Extracted data:
......
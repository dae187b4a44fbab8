use crate::provenance::Provenance;
use crate::{ProvenanceError, Result};
use log::debug;

/// Exact string comparison, `@version` suffix included.
pub fn verify_builder_id_exact_match(
    provenance: &dyn Provenance,
    expected_builder_id: &str,
) -> Result<()> {
    let builder_id = provenance.builder_id()?;

    if builder_id.is_empty() || expected_builder_id.is_empty() || builder_id != expected_builder_id
    {
        return Err(ProvenanceError::MismatchBuilderId(format!(
            "expected '{}', got '{}'",
            expected_builder_id, builder_id
        )));
    }

    debug!("Builder ID verified: {}", builder_id);
    Ok(())
}
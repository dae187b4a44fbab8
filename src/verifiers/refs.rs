use crate::provenance::Provenance;
use crate::utils::TagVersion;
use crate::utils::git_ref::{TAG_PREFIX, qualify_branch, qualify_tag};
use crate::{ProvenanceError, Result};
use log::debug;

/// Exact, case-sensitive branch match. `expected_branch` may be given with
/// or without `refs/heads/`.
pub fn verify_branch(provenance: &dyn Provenance, expected_branch: &str) -> Result<()> {
    let branch = provenance.branch()?;
    let expected = qualify_branch(expected_branch);

    if branch != expected {
        return Err(ProvenanceError::MismatchBranch(format!(
            "expected '{}', got '{}'",
            expected, branch
        )));
    }

    debug!("Branch verified: {}", branch);
    Ok(())
}

/// Exact, case-sensitive tag match with no semver interpretation.
pub fn verify_tag(provenance: &dyn Provenance, expected_tag: &str) -> Result<()> {
    let tag = provenance.tag()?;
    let expected = qualify_tag(expected_tag);

    if tag != expected {
        return Err(ProvenanceError::MismatchTag(format!(
            "expected '{}', got '{}'",
            expected, tag
        )));
    }

    debug!("Tag verified: {}", tag);
    Ok(())
}

/// Match the attested tag against a semver constraint such as `v1` or
/// `v1.2.0`. Build metadata is ignored on both sides.
pub fn verify_versioned_tag(provenance: &dyn Provenance, expected_tag: &str) -> Result<()> {
    let expected = TagVersion::parse(expected_tag)?;
    let tag = provenance.tag()?;

    let attested_name = tag.strip_prefix(TAG_PREFIX).unwrap_or(&tag);
    let attested = TagVersion::parse(attested_name).map_err(|_| {
        ProvenanceError::InvalidSemver(format!("attested tag '{}' is not a version", tag))
    })?;

    if !attested.satisfies(&expected) {
        return Err(ProvenanceError::MismatchVersionedTag(format!(
            "expected '{}', got '{}'",
            expected_tag, attested_name
        )));
    }

    debug!("Versioned tag {} satisfies {}", attested_name, expected_tag);
    Ok(())
}
use crate::provenance::Provenance;
use crate::{ProvenanceError, Result};
use log::debug;
use std::collections::BTreeMap;

/// Every expected input must be attested with the same canonical string.
/// Extra attested inputs are ignored.
pub fn verify_workflow_inputs(
    provenance: &dyn Provenance,
    expected_inputs: &BTreeMap<String, String>,
) -> Result<()> {
    let inputs = provenance.workflow_inputs()?;

    for (key, expected) in expected_inputs {
        let value = inputs.get(key).ok_or_else(|| {
            ProvenanceError::MismatchWorkflowInputs(format!("no input '{}' in provenance", key))
        })?;
        let value = value.to_string();
        if &value != expected {
            return Err(ProvenanceError::MismatchWorkflowInputs(format!(
                "input '{}': expected '{}', got '{}'",
                key, expected, value
            )));
        }
    }

    debug!("{} workflow input(s) verified", expected_inputs.len());
    Ok(())
}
......
Exercise:
Please reproduce each entry above exactly as it reads.

Written solution:
repository dae187b4a44fbab8
use crate::provenance::Provenance;
use crate::{ProvenanceError, Result};
use log::debug;

/// Exact string comparison, `@version` suffix included.
pub fn verify_builder_id_exact_match(
    provenance: &dyn Provenance,
    expected_builder_id: &str,
) -> Result<()> {
    let builder_id = provenance.builder_id()?;

    if builder_id.is_empty() || expected_builder_id.is_empty() || builder_id != expected_builder_id
    {
        return Err(ProvenanceError::MismatchBuilderId(format!(
            "expected '{}', got '{}'",
            expected_builder_id, builder_id
        )));
    }

    debug!("Builder ID verified: {}", builder_id);
    Ok(())
}
repository dae187b4a44fbab8
filename src/verifiers/refs.rs
use crate::provenance::Provenance;
use crate::utils::TagVersion;
use crate::utils::git_ref::{TAG_PREFIX, qualify_branch, qualify_tag};
use crate::{ProvenanceError, Result};
use log::debug;

/// Exact, case-sensitive branch match. `expected_branch` may be given with
/// or without `refs/heads/`.
pub fn verify_branch(provenance: &dyn Provenance, expected_branch: &str) -> Result<()> {
    let branch = provenance.branch()?;
    let expected = qualify_branch(expected_branch);

    if branch != expected {
        return Err(ProvenanceError::MismatchBranch(format!(
            "expected '{}', got '{}'",
            expected, branch
        )));
    }

    debug!("Branch verified: {}", branch);
    Ok(())
}

/// Exact, case-sensitive tag match with no semver interpretation.
pub fn verify_tag(provenance: &dyn Provenance, expected_tag: &str) -> Result<()> {
    let tag = provenance.tag()?;
    let expected = qualify_tag(expected_tag);

    if tag != expected {
        return Err(ProvenanceError::MismatchTag(format!(
            "expected '{}', got '{}'",
            expected, tag
        )));
    }

    debug!("Tag verified: {}", tag);
    Ok(())
}

/// Match the attested tag against a semver constraint such as `v1` or
/// `v1.2.0`. Build metadata is ignored on both sides.
pub fn verify_versioned_tag(provenance: &dyn Provenance, expected_tag: &str) -> Result<()> {
    let expected = TagVersion::parse(expected_tag)?;
    let tag = provenance.tag()?;

    let attested_name = tag.strip_prefix(TAG_PREFIX).unwrap_or(&tag);
    let attested = TagVersion::parse(attested_name).map_err(|_| {
        ProvenanceError::InvalidSemver(format!("attested tag '{}' is not a version", tag))
    })?;

    if !attested.satisfies(&expected) {
        return Err(ProvenanceError::MismatchVersionedTag(format!(
            "expected '{}', got '{}'",
            expected_tag, attested_name
        )));
    }

    debug!("Versioned tag {} satisfies {}", attested_name, expected_tag);
    Ok(())
}
use crate::provenance::Provenance;
use crate::{ProvenanceError, Result};
use log::debug;
use std::collections::BTreeMap;

/// Every expected input must be attested with the same canonical string.
/// Extra attested inputs are ignored.
pub fn verify_workflow_inputs(
    provenance: &dyn Provenance,
    expected_inputs: &BTreeMap<String, String>,
) -> Result<()> {
    let inputs = provenance.workflow_inputs()?;

    for (key, expected) in expected_inputs {
        let value = inputs.get(key).ok_or_else(|| {
            ProvenanceError::MismatchWorkflowInputs(format!("no input '{}' in provenance", key))
        })?;
        let value = value.to_string();
        if &value != expected {
            return Err(ProvenanceError::MismatchWorkflowInputs(format!(
                "input '{}': expected '{}', got '{}'",
                key, expected, value
            )));
        }
    }

    debug!("{} workflow input(s) verified", expected_inputs.len());
    Ok(())
}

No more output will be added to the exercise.